Gasper Camping didn't charge any extra fees in 2009.

Ray.


----------



## Mrplodd (Mar 4, 2008)

I have just fired off an email asking for an explanation of this "Booking fee"

The Mirror offer requires you to book directly with the site at least 48 hrs in advance, which isnt too much of an issue UNLESS this "booking fee" scam (which is the only logical explanation for it) forms part of the booking.

I have an email address at work so I may well try emailing the campsite from there tomorrow and ask them for a quote without mentioning the Daily Mirror offer, could be an interesting exercise :wink: 

Watch this space for an update


----------



## Losos (Oct 28, 2009)

Mrplodd said:


> additional fee (36% of the total) as a booking fee ...........................These vouchers entitle the holder to a 30% discount on the nightly fee.


Hmmmmm now let's see you get a 30% discount and they charge a 36% booking fee what a coincidence :roll:

Go somewhere else would be my advice


----------



## Stanner (Aug 17, 2006)

Have you reported the situation to the Mirror?

I'm sure they will have a view on the matter.


----------



## me0wp00 (Jun 2, 2010)

an awful lot of the 4* + sites are charging a booking fee, it really annoys me and I refuse to book because of it, especially as it is a one off amount whether you are staying for 1 night or 30  
I did wonder if it went towards internet/website/credit card fees


----------



## ched999uk (Jan 31, 2011)

Stanner said:


> Have you reported the situation to the Mirror?
> 
> I'm sure they will have a view on the matter.


I must admit I haven't. We are going to give a few of the sites a try in a few weeks. I will report it to the Mirror is we get any more ' no we are not part of the offer its a printing mistake!' type answers.
Cheers


----------



## JeanLuc (Jan 13, 2007)

The website of the Paris Bois de Boulogne site indicates that a booking fee is chargeable. We have never paid this as we have simply turned up on the day (twice now). The same group runs the Paris est site at Bois de Vincennes and we did book there once but no fee was levied. I think they were running some kind of promotion at the time ("free booking"). It is not something I would ever consider paying, but then we rarely book anywhere.


----------



## camper69 (Aug 30, 2007)

We have paid a booking fee in France before. 
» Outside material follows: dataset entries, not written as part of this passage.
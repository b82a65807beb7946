//! Photon Monte Carlo with shared-nothing worker shares.
//!
//! Each beam's histories are split into [`WorkerShare`]s with their own seed.
//! A share returns private `sum` / `sum_sq` tallies, and tallies are added in
//! worker-index order, so the pooled and serial paths produce identical grids.
//! Cancellation is not supported; a run completes or fails.

pub mod history;
pub mod tally;

pub use history::{TransportMedium, simulate_share};
pub use tally::{BEAM_SEED_STRIDE, WorkerShare, WorkerTally, combine_tallies, partition};

use crate::algorithms::{
    AlgorithmKind, AlgorithmOutput, BeamDose, CalculationContext, DoseAlgorithm, Executor,
};
use crate::common::config::CalculationOptions;
use crate::domain::warnings::WARN_MONTE_CARLO_EMPTY_TALLY;
use crate::domain::{BeamSpec, DoseResult, Grid3, NumericalWarning};
use std::thread;

/// Worker count: the configured value, else hardware concurrency minus one.
pub fn resolve_workers(options: &CalculationOptions) -> usize {
    options.monte_carlo.workers.unwrap_or_else(|| {
        thread::available_parallelism()
            .map(|count| count.get().saturating_sub(1))
            .unwrap_or(1)
            .max(1)
    })
}

/// Mean relative uncertainty `sqrt(var) / dose` over voxels above half the
/// maximum dose, as a fraction.
pub fn summary_uncertainty(dose: &Grid3<f64>, variance: &Grid3<f64>) -> Option<f64> {
    let threshold = 0.5 * dose.max_value();
    if threshold <= 0.0 {
        return None;
    }
    let (total, count) = dose
        .as_slice()
        .iter()
        .zip(variance.as_slice())
        .filter(|(value, _)| **value > threshold)
        .fold((0.0, 0usize), |(total, count), (value, variance)| {
            (total + variance.max(0.0).sqrt() / value, count + 1)
        });
    (count > 0).then(|| total / count as f64)
}

#[derive(Debug, Clone, Copy, Default)]
pub struct MonteCarlo;

impl MonteCarlo {
    fn run_shares(
        medium: &TransportMedium<'_>,
        beam: &BeamSpec,
        context: &CalculationContext<'_>,
        shares: &[WorkerShare],
        executor: &Executor<'_>,
    ) -> Vec<WorkerTally> {
        let frame = context.beam_frame(beam);
        let simulate = |_: usize, share: &WorkerShare| simulate_share(medium, beam, &frame, *share);
        executor.map(shares, simulate)
    }
}

impl DoseAlgorithm for MonteCarlo {
    fn kind(&self) -> AlgorithmKind {
        AlgorithmKind::MonteCarlo
    }

    fn beam_dose(
        &self,
        context: &CalculationContext<'_>,
        beam: &BeamSpec,
        beam_index: usize,
        executor: &Executor<'_>,
    ) -> DoseResult<BeamDose> {
        let density = context.materials.density();
        let attenuation = density.map(|rho| context.model.attenuation_per_mm(*rho, beam.energy()));
        let compton = density.map(|rho| context.model.compton_fraction(*rho));
        let medium = TransportMedium {
            frame: &context.frame,
            attenuation: &attenuation,
            compton: &compton,
        };

        let options = &context.options.monte_carlo;
        let workers = resolve_workers(context.options);
        let shares = partition(options.num_particles, workers, options.seed, beam_index);
        tracing::debug!(
            beam = beam.id(),
            particles = options.num_particles,
            workers,
            shares = shares.len(),
            mode = %executor.mode(),
            "partitioned Monte Carlo histories"
        );

        let tallies = Self::run_shares(&medium, beam, context, &shares, executor);
        let combined = combine_tallies(tallies, density.len())?;
        let histories = combined.histories.max(1) as f64;

        let mut warnings = Vec::new();
        if combined.is_empty() {
            warnings.push(NumericalWarning::new(
                WARN_MONTE_CARLO_EMPTY_TALLY,
                format!("no history of beam '{}' deposited dose in the volume", beam.id()),
            ));
        }

        let mean: Vec<f64> = combined.sum.iter().map(|sum| sum / histories).collect();
        let variance: Vec<f64> = combined
            .sum_sq
            .iter()
            .zip(&mean)
            .map(|(sum_sq, mean)| {
                if histories > 1.0 {
                    ((sum_sq / histories - mean * mean) / (histories - 1.0)).max(0.0)
                } else {
                    0.0
                }
            })
            .collect();

        let shape = context.shape();
        Ok(BeamDose {
            dose: Grid3::from_vec(shape, mean)?,
            variance: Some(Grid3::from_vec(shape, variance)?),
            warnings,
            transport: None,
        })
    }

    fn finalize(&self, output: &mut AlgorithmOutput, options: &CalculationOptions) {
        output.uncertainty = output
            .variance
            .as_ref()
            .and_then(|variance| summary_uncertainty(&output.dose, variance));
        if options.monte_carlo.output_percent {
            let peak = output.dose.max_value();
            if peak > 0.0 {
                let factor = 100.0 / peak;
                output.dose.scale(factor);
                if let Some(variance) = output.variance.as_mut() {
                    variance.scale(factor * factor);
                }
            }
        }
    }
}

#[cfg(test)]
mod tests {
    use super::{MonteCarlo, resolve_workers, summary_uncertainty};
    use crate::algorithms::{AlgorithmKind, CalculationContext, DoseAlgorithm, Executor, compute_dose};
    use crate::common::config::CalculationOptions;
    use crate::domain::{BeamRecord, BeamSpec, Grid3, VolumeGrid, VolumeKind};
    use crate::material::{MaterialGrid, MaterialModel};

    fn water() -> VolumeGrid {
        VolumeGrid::new(Grid3::filled([8, 12, 8], 0.0), &[5.0; 3], VolumeKind::Hounsfield)
            .expect("volume should be valid")
    }

    fn options(particles: usize, workers: usize) -> CalculationOptions {
        let mut options = CalculationOptions::default();
        options.monte_carlo.num_particles = particles;
        options.monte_carlo.workers = Some(workers);
        options
    }

    #[test]
    fn pooled_and_serial_runs_are_bit_identical() {
        let volume = water();
        let model = MaterialModel::default();
        let materials = MaterialGrid::build(&volume, &model);
        let options = options(3_001, 4);
        let context = CalculationContext::new(&volume, &materials, &model, &options)
            .expect("context should build");
        let beams = vec![
            BeamSpec::from_record(&BeamRecord::new("ap", 6.0, 0.0)).expect("beam"),
            BeamSpec::from_record(&BeamRecord::new("lat", 10.0, 90.0)).expect("beam"),
        ];
        let pool = rayon::ThreadPoolBuilder::new()
            .num_threads(3)
            .build()
            .expect("pool should build");

        let serial = compute_dose(AlgorithmKind::MonteCarlo, &context, &beams, &Executor::Serial)
            .expect("serial run");
        let pooled = compute_dose(AlgorithmKind::MonteCarlo, &context, &beams, &Executor::Pool(&pool))
            .expect("pooled run");
        assert_eq!(serial.dose, pooled.dose);
        assert_eq!(serial.variance, pooled.variance);
        assert!(serial.dose.max_value() > 0.0);
        assert!(serial.uncertainty.is_some());
    }

    #[test]
    fn shares_run_on_the_backend_pool_regardless_of_its_width() {
        let volume = water();
        let model = MaterialModel::default();
        let materials = MaterialGrid::build(&volume, &model);
        let options = options(1_200, 6);
        let context = CalculationContext::new(&volume, &materials, &model, &options)
            .expect("context should build");
        let beams = vec![BeamSpec::from_record(&BeamRecord::new("ap", 6.0, 0.0)).expect("beam")];
        let single = rayon::ThreadPoolBuilder::new()
            .num_threads(1)
            .build()
            .expect("pool should build");

        let serial = compute_dose(AlgorithmKind::MonteCarlo, &context, &beams, &Executor::Serial)
            .expect("serial run");
        let pooled = compute_dose(AlgorithmKind::MonteCarlo, &context, &beams, &Executor::Pool(&single))
            .expect("pooled run");
        assert_eq!(serial.dose, pooled.dose);
        assert_eq!(serial.variance, pooled.variance);
    }

    #[test]
    fn seed_changes_the_sample() {
        let volume = water();
        let model = MaterialModel::default();
        let materials = MaterialGrid::build(&volume, &model);
        let first = options(500, 2);
        let mut second = options(500, 2);
        second.monte_carlo.seed += 1;
        let beams = vec![BeamSpec::from_record(&BeamRecord::new("ap", 6.0, 0.0)).expect("beam")];

        let run = |options: &CalculationOptions| {
            let context = CalculationContext::new(&volume, &materials, &model, options)
                .expect("context should build");
            compute_dose(AlgorithmKind::MonteCarlo, &context, &beams, &Executor::Serial)
                .expect("run")
                .dose
        };
        assert_ne!(run(&first), run(&second));
        assert_eq!(run(&first), run(&first));
    }

    #[test]
    fn percent_output_peaks_at_one_hundred() {
        let volume = water();
        let model = MaterialModel::default();
        let materials = MaterialGrid::build(&volume, &model);
        let mut options = options(800, 2);
        options.monte_carlo.output_percent = true;
        let context = CalculationContext::new(&volume, &materials, &model, &options)
            .expect("context should build");
        let beams = vec![BeamSpec::from_record(&BeamRecord::new("ap", 6.0, 0.0)).expect("beam")];
        let output = compute_dose(AlgorithmKind::MonteCarlo, &context, &beams, &Executor::Serial)
            .expect("run");
        assert!((output.dose.max_value() - 100.0).abs() < 1.0e-9);
    }

    #[test]
    fn uncertainty_summary_only_counts_the_high_dose_region() {
        let dose = Grid3::from_vec([1, 1, 3], vec![10.0, 8.0, 1.0]).expect("grid");
        let variance = Grid3::from_vec([1, 1, 3], vec![1.0, 0.64, 100.0]).expect("grid");
        let summary = summary_uncertainty(&dose, &variance).expect("summary");
        assert!((summary - 0.1).abs() < 1.0e-12);
        assert!(summary_uncertainty(&Grid3::zeros([1, 1, 3]), &variance).is_none());
    }

    #[test]
    fn configured_workers_override_hardware_concurrency() {
        assert_eq!(resolve_workers(&options(10, 5)), 5);
        assert!(resolve_workers(&CalculationOptions::default()) >= 1);
        assert_eq!(MonteCarlo.kind(), AlgorithmKind::MonteCarlo);
    }
}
This was for booking in advance and was €8. As we were booking for 2 weeks it was not really a problem. Never paid a booking fee if you just turn up. 

Think I also paid a booking fee in Italy a couple of years ago. Again a nominal amount.

Derek

Edit Just checked the campsite and the fee is now €10. They term it "Administrative Charges"


----------



## The-Clangers (Sep 18, 2009)

Probably fed up with people booking and not turning up, thereby turning people away and being left with empty pitches.

You would have thought however that they would return the fee once on site.

David


----------



## DTPCHEMICALS (Jul 24, 2006)

Booking fee pays the receptionists wages.

Dave p


----------



## jimmyd0g (Oct 22, 2009)

DTPCHEMICALS said:


> Booking fee pays the receptionists wages.
> 
> Dave p


Surely the nightly site fee allows for _all_ expenditure in running the site - including the receptionists wages? :?


----------



## Mrplodd (Mar 4, 2008)

Update !!!

I tried emailing the campsite from a colleagues email address at work.

Speedy reply quoting the FULL nightly cost AND the self same 12 euro booking fee !! So my suspicion that the site were adding a booking fee to make up for the 30% discount would appear unfounded.

Having said that it will still be cheaper to just turn up and pay full price than it would be to book in advance, have a 30% discount (courtesy of the DailY Mirror vouchers) and have to pay the booking fee.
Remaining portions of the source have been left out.